Requiring employers to bear a small portion of the cost would retain an incentive for them to help people on sick leave return to work quickly.This change should be accompanied by ongoing efforts to confront disability discrimination, improve employers’ understanding of disability in the workplace, and increase opportunities for flexible working.Therefore, keeping more people healthy and in work could make a big difference to the number of people who enter the benefit system.With this in mind, the government is currently in the process of introducing a ‘health and work service’ to provide voluntary advice and support to employers and employees, available from the fourth week of sickness absence.
To overcome these challenges, we propose that it be made mandatory for an occupational health plan to be agreed between an employer and employee after 13 weeks of sickness absence, with the input of an occupational health expert. Employees should be obliged to engage with this plan, consistent with their health, and employers should also have obligations to consider reasonable changes that would facilitate a return to work. These could include the offer of an alternative position with the same employer, though with no obligation for the employee to accept a reduction in their terms or conditions at this stage. The aim of these plans should be to promote more active engagement between employer and employee. However, in some cases it might become necessary for an employment tribunal to test whether both parties have done enough to fulfil their obligations.At present, employees are entitled to statutory sick leave for up to 28 weeks if they fall ill or acquire a health condition or disability while in work. If people exhaust their SSP entitlement, they may then have their employment contract terminated.
Therefore, as part of the implementation of universal credit, we recommend that the ESA assessment phase be scrapped, as it automatically delays the point at which people switch their focus from claiming benefit to returning to work. For those who have exhausted employer-funded sick pay, there should instead be an equivalent period of conditional, state-funded sick pay. In such circumstances, the employment contract should be protected during this period, in order to give employees a little longer to recover and return to work, matched by obligations on them to take steps to do so. The employee should have to agree an updated back-to-work plan with their employer, an occupational health expert and a Jobcentre Plus adviser. The goal would be to exhaust absolutely every opportunity for rehabilitation and a return to work, including a requirement to accept alternative job offers from their employer.

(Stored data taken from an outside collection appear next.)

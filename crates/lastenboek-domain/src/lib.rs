//! Lastenboek Domain Layer
//!
//! This crate contains the data model and collaborator interfaces of the
//! lastenboek ingestion pipeline. It performs no I/O; every external
//! interaction is expressed as a trait implemented by another crate.
//!
//! ## Key Concepts
//!
//! - **DocumentId**: Content-addressed identity derived from file name + bytes
//! - **ExtractedFields**: The five-field object returned by the extraction model
//! - **DocumentRecord**: The item persisted per document, keyed by `id`
//! - **BlobInfo**: A named binary object listed by the blob store
//!
//! ## Architecture
//!
//! - Pure data types and the identity function only
//! - Infrastructure implementations live in other crates
//! - Trait definitions for all external interactions

#![warn(missing_docs)]
#![warn(clippy::all)]

pub mod document;
pub mod identity;
pub mod traits;

// Re-exports for convenience
pub use document::{is_pdf_name, BlobInfo, DocumentRecord, ExtractedFields, FIELD_NAMES};
pub use identity::{compute_document_id, DocumentId, DIGEST_PREFIX_LEN};
pub use traits::{ModelRequest, ModelResponse, ResponseMode};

For those making a claim for ESA that does not follow a period of sickness-related absence from work, the consequence of scrapping the ESA assessment phase would be to remove the inbuilt three-month wait before a WCA is carried out. This wait is actively damaging for those without a recent job, as it delays the point at which a person’s focus switches from benefit entitlement to a return to work.
I know this is long winded but it is important to those who need to understand the thinking behind the neoliberal fuckup they face in a future government. It isn’t about you the individual its about them getting as many into work as possible (not that is bad thing if you can) and reducing the welfare bill, while handing out more contracts for others to make a mint ,in my opinion they are no better than people traffickers to make a fast buck in this case for for the 1%.